> _What is being asked_
Copy each line of the records below that mentions the word "trim".

(Dataset entries)
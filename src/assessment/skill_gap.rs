use super::domain::Category;
use super::scoring::{CategoryScores, DimensionScores, ScoreKey};
use serde::{Deserialize, Serialize};

#[derive(Debug, Clone, Copy, PartialEq, Eq, Serialize, Deserialize)]
#[serde(rename_all = "snake_case")]
pub enum GapPriority {
    High,
    Medium,
    Low,
}

impl GapPriority {
    pub const fn label(self) -> &'static str {
        match self {
            Self::High => "High",
            Self::Medium => "Medium",
            Self::Low => "Low",
        }
    }
}

#[derive(Debug, Clone, Copy, PartialEq, Eq, Serialize)]
#[serde(rename_all = "snake_case")]
pub enum GapStatus {
    AtTarget,
    Developing,
    NeedsFocus,
}

impl GapStatus {
    pub const fn label(self) -> &'static str {
        match self {
            Self::AtTarget => "At Target",
            Self::Developing => "Developing",
            Self::NeedsFocus => "Needs Focus",
        }
    }
}

/// Direction indicator shown next to a skill area.
#[derive(Debug, Clone, Copy, PartialEq, Eq, Serialize)]
#[serde(rename_all = "snake_case")]
pub enum GapTrend {
    Critical,
    Elevated,
    Steady,
    Ahead,
}

#[derive(Debug, Clone, PartialEq, Serialize, Deserialize)]
pub struct SkillTarget {
    pub name: String,
    pub description: String,
    pub score: ScoreKey,
    pub target: u8,
    pub priority: GapPriority,
}

#[derive(Debug, Clone, PartialEq, Serialize, Deserialize)]
#[serde(transparent)]
pub struct SkillGapTargets {
    areas: Vec<SkillTarget>,
}

impl SkillGapTargets {
    pub fn new(areas: Vec<SkillTarget>) -> Self {
        Self { areas }
    }

    pub fn standard() -> Self {
        Self::new(vec![
            target(
                "3D Fundamentals",
                "Core 3D modeling, texturing, and rendering concepts",
                Category::DomainKnowledge,
                85,
                GapPriority::High,
            ),
            target(
                "Technical Skills",
                "Math, programming logic, and software proficiency",
                Category::Prerequisite,
                80,
                GapPriority::High,
            ),
            target(
                "Problem Solving",
                "Analytical thinking and logical reasoning",
                Category::Aptitude,
                75,
                GapPriority::Medium,
            ),
            target(
                "Learning Ability",
                "Adaptability and growth mindset",
                Category::Ability,
                80,
                GapPriority::Medium,
            ),
            target(
                "Creative Foundation",
                "Artistic skills and creative software experience",
                Category::Skill,
                70,
                GapPriority::Low,
            ),
        ])
    }

    pub fn areas(&self) -> &[SkillTarget] {
        &self.areas
    }

    pub fn analyze(
        &self,
        categories: &CategoryScores,
        dimensions: &DimensionScores,
    ) -> SkillGapAnalysis {
        let areas: Vec<SkillGap> = self
            .areas
            .iter()
            .map(|area| SkillGap::measure(area, area.score.resolve(categories, dimensions)))
            .collect();

        let count = |status: GapStatus| areas.iter().filter(|gap| gap.status == status).count();

        SkillGapAnalysis {
            at_target: count(GapStatus::AtTarget),
            developing: count(GapStatus::Developing),
            needs_focus: count(GapStatus::NeedsFocus),
            areas,
        }
    }
}

impl Default for SkillGapTargets {
    fn default() -> Self {
        Self::standard()
    }
}

fn target(
    name: &str,
    description: &str,
    category: Category,
    target: u8,
    priority: GapPriority,
) -> SkillTarget {
    SkillTarget {
        name: name.to_string(),
        description: description.to_string(),
        score: ScoreKey::Category(category),
        target,
        priority,
    }
}

#[derive(Debug, Clone, PartialEq, Eq, Serialize)]
pub struct SkillGap {
    pub name: String,
    pub description: String,
    pub priority: GapPriority,
    pub current: u8,
    pub target: u8,
    /// `target - current`; negative once the target is exceeded.
    pub gap: i16,
    pub status: GapStatus,
    pub trend: GapTrend,
    pub timeframe: &'static str,
}

impl SkillGap {
    fn measure(area: &SkillTarget, current: u8) -> Self {
        let gap = i16::from(area.target) - i16::from(current);

        let status = if gap <= 0 {
            GapStatus::AtTarget
        } else if gap <= 20 {
            GapStatus::Developing
        } else {
            GapStatus::NeedsFocus
        };

        let trend = if gap > 20 {
            GapTrend::Critical
        } else if gap > 10 {
            GapTrend::Elevated
        } else if gap < -5 {
            GapTrend::Ahead
        } else {
            GapTrend::Steady
        };

        let timeframe = if gap > 20 {
            "3-6 months"
        } else if gap > 10 {
            "1-3 months"
        } else if gap > 0 {
            "2-4 weeks"
        } else {
            "Maintain"
        };

        Self {
            name: area.name.clone(),
            description: area.description.clone(),
            priority: area.priority,
            current,
            target: area.target,
            gap,
            status,
            trend,
            timeframe,
        }
    }
}

#[derive(Debug, Clone, PartialEq, Eq, Serialize)]
pub struct SkillGapAnalysis {
    pub areas: Vec<SkillGap>,
    pub at_target: usize,
    pub developing: usize,
    pub needs_focus: usize,
}
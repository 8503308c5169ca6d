use super::super::domain::Category;
use super::aggregate::CategoryScores;
use super::round_score;
use serde::{Deserialize, Serialize};

/// Top-level readiness composites.
#[derive(Debug, Clone, Copy, PartialEq, Eq, Hash, Serialize, Deserialize)]
#[serde(rename_all = "snake_case")]
pub enum Dimension {
    Psychometric,
    Technical,
    Wiscar,
}

impl Dimension {
    pub const fn ordered() -> [Self; 3] {
        [Self::Psychometric, Self::Technical, Self::Wiscar]
    }

    pub const fn label(self) -> &'static str {
        match self {
            Self::Psychometric => "Psychometric Fit",
            Self::Technical => "Technical Readiness",
            Self::Wiscar => "WISCAR Analysis",
        }
    }

    /// Categories averaged, unweighted, into this dimension.
    ///
    /// `Interest` is a member of both Psychometric and WISCAR: both composites read
    /// the one interest score built from every interest-tagged answer.
    pub const fn members(self) -> &'static [Category] {
        match self {
            Self::Psychometric => &[
                Category::Interest,
                Category::Personality,
                Category::CognitiveStyle,
                Category::Motivation,
            ],
            Self::Technical => &[
                Category::Aptitude,
                Category::Prerequisite,
                Category::DomainKnowledge,
            ],
            Self::Wiscar => &[
                Category::Will,
                Category::Interest,
                Category::Skill,
                Category::Cognitive,
                Category::Ability,
                Category::RealWorld,
            ],
        }
    }

    fn mean(self, categories: &CategoryScores) -> u8 {
        let members = self.members();
        let total: u32 = members
            .iter()
            .map(|category| u32::from(categories.get(*category)))
            .sum();
        round_score(f64::from(total) / members.len() as f64)
    }
}

/// Weights blending the rounded dimension scores into overall readiness.
#[derive(Debug, Clone, Copy, PartialEq, Serialize, Deserialize)]
pub struct DimensionWeights {
    pub psychometric: f64,
    pub technical: f64,
    pub wiscar: f64,
}

impl DimensionWeights {
    pub const fn standard() -> Self {
        Self {
            psychometric: 0.3,
            technical: 0.4,
            wiscar: 0.3,
        }
    }

    fn blend(&self, psychometric: u8, technical: u8, wiscar: u8) -> u8 {
        round_score(
            f64::from(psychometric) * self.psychometric
                + f64::from(technical) * self.technical
                + f64::from(wiscar) * self.wiscar,
        )
    }
}

impl Default for DimensionWeights {
    fn default() -> Self {
        Self::standard()
    }
}

#[derive(Debug, Clone, Copy, PartialEq, Eq, Serialize)]
pub struct PsychometricScores {
    pub interest_score: u8,
    pub personality_fit: u8,
    pub cognitive_style: u8,
    pub motivation: u8,
    pub overall: u8,
}

#[derive(Debug, Clone, Copy, PartialEq, Eq, Serialize)]
pub struct TechnicalScores {
    pub aptitude: u8,
    pub prerequisite: u8,
    pub domain_knowledge: u8,
    pub overall: u8,
}

#[derive(Debug, Clone, Copy, PartialEq, Eq, Serialize)]
pub struct WiscarScores {
    pub will: u8,
    pub interest: u8,
    pub skill: u8,
    pub cognitive: u8,
    pub ability: u8,
    pub real_world: u8,
    pub overall: u8,
}

/// The three dimensions plus the weighted overall readiness.
#[derive(Debug, Clone, Copy, PartialEq, Eq, Serialize)]
pub struct DimensionScores {
    pub psychometric: PsychometricScores,
    pub technical: TechnicalScores,
    pub wiscar: WiscarScores,
    pub overall: u8,
}

impl DimensionScores {
    /// Each dimension is rounded before it is blended, so overall readiness carries
    /// the rounding of every stage below it.
    pub fn compose(categories: &CategoryScores, weights: &DimensionWeights) -> Self {
        let psychometric = PsychometricScores {
            interest_score: categories.get(Category::Interest),
            personality_fit: categories.get(Category::Personality),
            cognitive_style: categories.get(Category::CognitiveStyle),
            motivation: categories.get(Category::Motivation),
            overall: Dimension::Psychometric.mean(categories),
        };

        let technical = TechnicalScores {
            aptitude: categories.get(Category::Aptitude),
            prerequisite: categories.get(Category::Prerequisite),
            domain_knowledge: categories.get(Category::DomainKnowledge),
            overall: Dimension::Technical.mean(categories),
        };

        let wiscar = WiscarScores {
            will: categories.get(Category::Will),
            interest: categories.get(Category::Interest),
            skill: categories.get(Category::Skill),
            cognitive: categories.get(Category::Cognitive),
            ability: categories.get(Category::Ability),
            real_world: categories.get(Category::RealWorld),
            overall: Dimension::Wiscar.mean(categories),
        };

        let overall = weights.blend(psychometric.overall, technical.overall, wiscar.overall);

        Self {
            psychometric,
            technical,
            wiscar,
            overall,
        }
    }

    pub fn dimension(&self, dimension: Dimension) -> u8 {
        match dimension {
            Dimension::Psychometric => self.psychometric.overall,
            Dimension::Technical => self.technical.overall,
            Dimension::Wiscar => self.wiscar.overall,
        }
    }
}

#[cfg(test)]
mod tests {
    use super::*;
    use crate::assessment::domain::Answer;

    fn scores_for(pairs: &[(Category, i32)]) -> CategoryScores {
        let answers: Vec<Answer> = pairs
            .iter()
            .enumerate()
            .map(|(index, (category, value))| {
                Answer::for_category(format!("q{index}"), *value, *category)
            })
            .collect();
        CategoryScores::from_answers(&answers)
    }

    #[test]
    fn interest_feeds_psychometric_and_wiscar() {
        let categories = scores_for(&[(Category::Interest, 4)]);
        let scores = DimensionScores::compose(&categories, &DimensionWeights::standard());

        assert_eq!(scores.psychometric.interest_score, 80);
        assert_eq!(scores.wiscar.interest, 80);
        assert_eq!(scores.psychometric.overall, 20);
        // 80 / 6 = 13.33
        assert_eq!(scores.wiscar.overall, 13);
        assert_eq!(scores.technical.overall, 0);
    }

    #[test]
    fn overall_blends_rounded_dimensions() {
        // psychometric (60 + 60 + 60 + 70) / 4 = 62.5 -> 63
        let categories = scores_for(&[
            (Category::Interest, 3),
            (Category::Interest, 4),
            (Category::Personality, 3),
            (Category::CognitiveStyle, 3),
            (Category::Motivation, 3),
            (Category::Aptitude, 3),
            (Category::Prerequisite, 2),
            (Category::DomainKnowledge, 2),
        ]);
        let scores = DimensionScores::compose(&categories, &DimensionWeights::standard());

        assert_eq!(scores.psychometric.overall, 63);
        // technical (60 + 40 + 40) / 3 = 46.67 -> 47
        assert_eq!(scores.technical.overall, 47);
        // wiscar (70 + 0 * 5) / 6 = 11.67 -> 12
        assert_eq!(scores.wiscar.overall, 12);
        // 63 * 0.3 + 47 * 0.4 + 12 * 0.3 = 41.3
        assert_eq!(scores.overall, 41);
    }

    #[test]
    fn dimension_members_cover_all_categories() {
        for category in Category::ordered() {
            assert!(Dimension::ordered()
                .iter()
                .any(|dimension| dimension.members().contains(&category)));
        }
    }
}
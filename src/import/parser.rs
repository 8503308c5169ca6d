use serde::{Deserialize, Deserializer};
use std::io::Read;

/// One answer row as it appears in an export, before its category is resolved.
#[derive(Debug, Deserialize)]
pub(crate) struct AnswerRow {
    #[serde(alias = "questionId")]
    pub(crate) question_id: String,
    pub(crate) value: i32,
    #[serde(default, deserialize_with = "empty_string_as_none")]
    pub(crate) category: Option<String>,
}

pub(crate) fn parse_csv<R: Read>(reader: R) -> Result<Vec<AnswerRow>, csv::Error> {
    let mut csv_reader = csv::ReaderBuilder::new()
        .trim(csv::Trim::All)
        .from_reader(reader);

    csv_reader.deserialize::<AnswerRow>().collect()
}

pub(crate) fn parse_json<R: Read>(reader: R) -> Result<Vec<AnswerRow>, serde_json::Error> {
    serde_json::from_reader(reader)
}

fn empty_string_as_none<'de, D>(deserializer: D) -> Result<Option<String>, D::Error>
where
    D: Deserializer<'de>,
{
    let opt = Option::<String>::deserialize(deserializer)?;
    Ok(opt
        .map(|value| value.trim().to_string())
        .filter(|value| !value.is_empty()))
}
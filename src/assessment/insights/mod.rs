mod rules;

pub use rules::{Comparison, InsightRules, NextStepPlan, NextStepRules, ThresholdRule};

use super::decision::Decision;
use super::scoring::{CategoryScores, DimensionScores};
use serde::Serialize;

/// Qualitative read-out of an assessment.
#[derive(Debug, Clone, Default, PartialEq, Eq, Serialize)]
pub struct Insights {
    pub strengths: Vec<String>,
    pub weaknesses: Vec<String>,
    pub next_steps: Vec<String>,
}

fn matching_messages(
    rules: &[ThresholdRule],
    categories: &CategoryScores,
    dimensions: &DimensionScores,
) -> Vec<String> {
    rules
        .iter()
        .filter(|rule| rule.matches(categories, dimensions))
        .map(|rule| rule.message.clone())
        .collect()
}

/// Every rule is checked on its own, in table order; no rule suppresses another.
pub(crate) fn generate_insights(
    rules: &InsightRules,
    categories: &CategoryScores,
    dimensions: &DimensionScores,
    decision: Decision,
) -> Insights {
    let strengths = matching_messages(&rules.strengths, categories, dimensions);
    let weaknesses = matching_messages(&rules.weaknesses, categories, dimensions);

    let plan = rules.next_steps.plan(decision);
    let mut next_steps = matching_messages(&plan.conditional, categories, dimensions);
    next_steps.extend(plan.fixed.iter().cloned());

    Insights {
        strengths,
        weaknesses,
        next_steps,
    }
}

impl InsightRules {
    pub fn evaluate(
        &self,
        categories: &CategoryScores,
        dimensions: &DimensionScores,
        decision: Decision,
    ) -> Insights {
        generate_insights(self, categories, dimensions, decision)
    }
}
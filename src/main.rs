fn main() {
    if let Err(err) = readiness_assessment::cli::run() {
        eprintln!("application error: {err}");
        std::process::exit(1);
    }
}
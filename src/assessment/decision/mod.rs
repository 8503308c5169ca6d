mod config;
mod jitter;
mod policy;

pub use config::{DecisionConfig, TierBand};
pub use jitter::{FixedJitter, JitterFn, JitterSource, NoJitter, RandomJitter};
pub use policy::Decision;

use policy::{confidence, decide_tier};
use serde::Serialize;

/// Stateless mapping from overall readiness to a tier and confidence.
#[derive(Debug, Clone)]
pub struct DecisionEngine {
    config: DecisionConfig,
}

impl DecisionEngine {
    pub fn new(config: DecisionConfig) -> Self {
        Self { config }
    }

    pub fn config(&self) -> &DecisionConfig {
        &self.config
    }

    pub fn decide<J>(&self, overall: u8, jitter: &mut J) -> DecisionOutcome
    where
        J: JitterSource + ?Sized,
    {
        let decision = decide_tier(overall, &self.config);
        let band = decision.band(&self.config);
        let sample = jitter.sample(overall, band.jitter_span);

        DecisionOutcome {
            decision,
            confidence: confidence(overall, band, sample),
        }
    }
}

#[derive(Debug, Clone, Copy, PartialEq, Eq, Serialize)]
pub struct DecisionOutcome {
    pub decision: Decision,
    pub confidence: u8,
}

#[cfg(test)]
mod tests {
    use super::*;

    fn engine() -> DecisionEngine {
        DecisionEngine::new(DecisionConfig::standard())
    }

    #[test]
    fn tiers_split_at_fifty_and_seventy_five() {
        let engine = engine();
        let cases = [
            (0, Decision::No),
            (49, Decision::No),
            (50, Decision::Maybe),
            (74, Decision::Maybe),
            (75, Decision::Yes),
            (100, Decision::Yes),
        ];

        for (overall, expected) in cases {
            let outcome = engine.decide(overall, &mut NoJitter);
            assert_eq!(outcome.decision, expected, "overall {overall}");
        }
    }

    #[test]
    fn confidence_is_capped_per_tier() {
        let engine = engine();
        let mut full = FixedJitter::new(1.0);

        assert_eq!(engine.decide(90, &mut full).confidence, 95);
        assert_eq!(engine.decide(74, &mut full).confidence, 85);
        assert_eq!(engine.decide(49, &mut full).confidence, 69);
        assert_eq!(engine.decide(60, &mut full).confidence, 75);
    }

    #[test]
    fn confidence_never_drops_below_capped_overall() {
        let engine = engine();
        assert_eq!(engine.decide(100, &mut NoJitter).confidence, 95);
        assert_eq!(engine.decide(62, &mut NoJitter).confidence, 62);
        assert_eq!(engine.decide(0, &mut NoJitter).confidence, 0);
    }

    #[test]
    fn injected_jitter_is_pinned_to_the_tier_span() {
        let engine = engine();
        let mut negative = JitterFn(|_: u8, _: f64| -30.0);
        let mut oversized = JitterFn(|_: u8, _: f64| 500.0);

        assert_eq!(engine.decide(40, &mut negative).confidence, 40);
        // No tier: 40 + span 20 = 60
        assert_eq!(engine.decide(40, &mut oversized).confidence, 60);
    }

    #[test]
    fn confidence_rounds_to_nearest_integer() {
        let engine = engine();
        let mut jitter = JitterFn(|_: u8, _: f64| 2.6);
        assert_eq!(engine.decide(55, &mut jitter).confidence, 58);
    }
}
mod aggregate;
mod dimensions;
mod keys;

pub use aggregate::{category_score, CategoryScores, POINTS_PER_OPTION};
pub use dimensions::{
    Dimension, DimensionScores, DimensionWeights, PsychometricScores, TechnicalScores,
    WiscarScores,
};
pub use keys::ScoreKey;

/// Rounds half-up onto the 0-100 scale every score lives on.
pub(crate) fn round_score(value: f64) -> u8 {
    value.clamp(0.0, 100.0).round() as u8
}
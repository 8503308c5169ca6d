use super::careers::CareerCatalog;
use super::decision::DecisionConfig;
use super::insights::InsightRules;
use super::scoring::DimensionWeights;
use super::skill_gap::SkillGapTargets;
use serde::{Deserialize, Serialize};

/// Every weight, bound, threshold and message the report is computed from.
///
/// Kept as plain data so the tables can be printed, reviewed and swapped as a whole.
#[derive(Debug, Clone, PartialEq, Serialize, Deserialize)]
pub struct AssessmentRubric {
    pub weights: DimensionWeights,
    pub decision: DecisionConfig,
    pub insights: InsightRules,
    pub careers: CareerCatalog,
    pub skill_gaps: SkillGapTargets,
}

impl AssessmentRubric {
    pub fn standard() -> Self {
        Self {
            weights: DimensionWeights::standard(),
            decision: DecisionConfig::standard(),
            insights: InsightRules::standard(),
            careers: CareerCatalog::standard(),
            skill_gaps: SkillGapTargets::standard(),
        }
    }
}

impl Default for AssessmentRubric {
    fn default() -> Self {
        Self::standard()
    }
}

> _Response to this task_
        .trim(csv::Trim::All)
        .map(|value| value.trim().to_string())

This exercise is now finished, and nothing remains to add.